▶
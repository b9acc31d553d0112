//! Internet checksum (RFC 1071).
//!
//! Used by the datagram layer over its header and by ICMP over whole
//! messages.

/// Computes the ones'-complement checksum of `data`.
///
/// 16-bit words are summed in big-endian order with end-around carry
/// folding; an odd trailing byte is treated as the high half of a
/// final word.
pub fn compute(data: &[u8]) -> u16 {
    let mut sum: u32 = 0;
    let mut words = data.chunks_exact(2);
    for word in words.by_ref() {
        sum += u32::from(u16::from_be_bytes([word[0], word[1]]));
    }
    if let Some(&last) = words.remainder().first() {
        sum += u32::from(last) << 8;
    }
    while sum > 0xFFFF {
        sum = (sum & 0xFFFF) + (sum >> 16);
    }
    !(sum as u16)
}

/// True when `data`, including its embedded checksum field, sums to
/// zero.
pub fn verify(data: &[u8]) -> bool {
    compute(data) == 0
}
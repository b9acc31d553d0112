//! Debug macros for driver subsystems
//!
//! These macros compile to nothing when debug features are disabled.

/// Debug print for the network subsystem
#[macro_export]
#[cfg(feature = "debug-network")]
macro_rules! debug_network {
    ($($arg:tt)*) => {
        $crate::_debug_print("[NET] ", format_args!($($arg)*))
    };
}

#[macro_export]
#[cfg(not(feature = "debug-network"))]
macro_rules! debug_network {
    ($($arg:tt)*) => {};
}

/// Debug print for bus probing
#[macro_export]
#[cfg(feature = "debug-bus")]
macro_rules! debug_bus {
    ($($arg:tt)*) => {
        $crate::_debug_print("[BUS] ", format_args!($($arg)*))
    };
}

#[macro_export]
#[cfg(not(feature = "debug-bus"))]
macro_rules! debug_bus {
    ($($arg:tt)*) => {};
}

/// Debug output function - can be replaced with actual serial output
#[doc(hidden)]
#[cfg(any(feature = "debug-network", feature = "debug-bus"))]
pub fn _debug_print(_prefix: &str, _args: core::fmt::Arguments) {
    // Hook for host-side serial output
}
◀
Every record needs to be reproduced exactly, with none skipped.

repository b9acc31d553d0112
//! Internet checksum (RFC 1071).
//!
//! Used by the datagram layer over its header and by ICMP over whole
//! messages.

/// Computes the ones'-complement checksum of `data`.
///
/// 16-bit words are summed in big-endian order with end-around carry
/// folding; an odd trailing byte is treated as the high half of a
/// final word.
pub fn compute(data: &[u8]) -> u16 {
    let mut sum: u32 = 0;
    let mut words = data.chunks_exact(2);
    for word in words.by_ref() {
        sum += u32::from(u16::from_be_bytes([word[0], word[1]]));
    }
    if let Some(&last) = words.remainder().first() {
        sum += u32::from(last) << 8;
    }
    while sum > 0xFFFF {
        sum = (sum & 0xFFFF) + (sum >> 16);
    }
    !(sum as u16)
}

/// True when `data`, including its embedded checksum field, sums to
/// zero.
pub fn verify(data: &[u8]) -> bool {
    compute(data) == 0
}
repository b9acc31d553d0112
//! Debug macros for driver subsystems
//!
//! These macros compile to nothing when debug features are disabled.

/// Debug print for the network subsystem
#[macro_export]
#[cfg(feature = "debug-network")]
macro_rules! debug_network {
    ($($arg:tt)*) => {
        $crate::_debug_print("[NET] ", format_args!($($arg)*))
    };
}

#[macro_export]
#[cfg(not(feature = "debug-network"))]
macro_rules! debug_network {
    ($($arg:tt)*) => {};
}

/// Debug print for bus probing
#[macro_export]
#[cfg(feature = "debug-bus")]
macro_rules! debug_bus {
    ($($arg:tt)*) => {
        $crate::_debug_print("[BUS] ", format_args!($($arg)*))
    };
}

#[macro_export]
#[cfg(not(feature = "debug-bus"))]
macro_rules! debug_bus {
    ($($arg:tt)*) => {};
}

/// Debug output function - can be replaced with actual serial output
#[doc(hidden)]
#[cfg(any(feature = "debug-network", feature = "debug-bus"))]
pub fn _debug_print(_prefix: &str, _args: core::fmt::Arguments) {
    // Hook for host-side serial output
}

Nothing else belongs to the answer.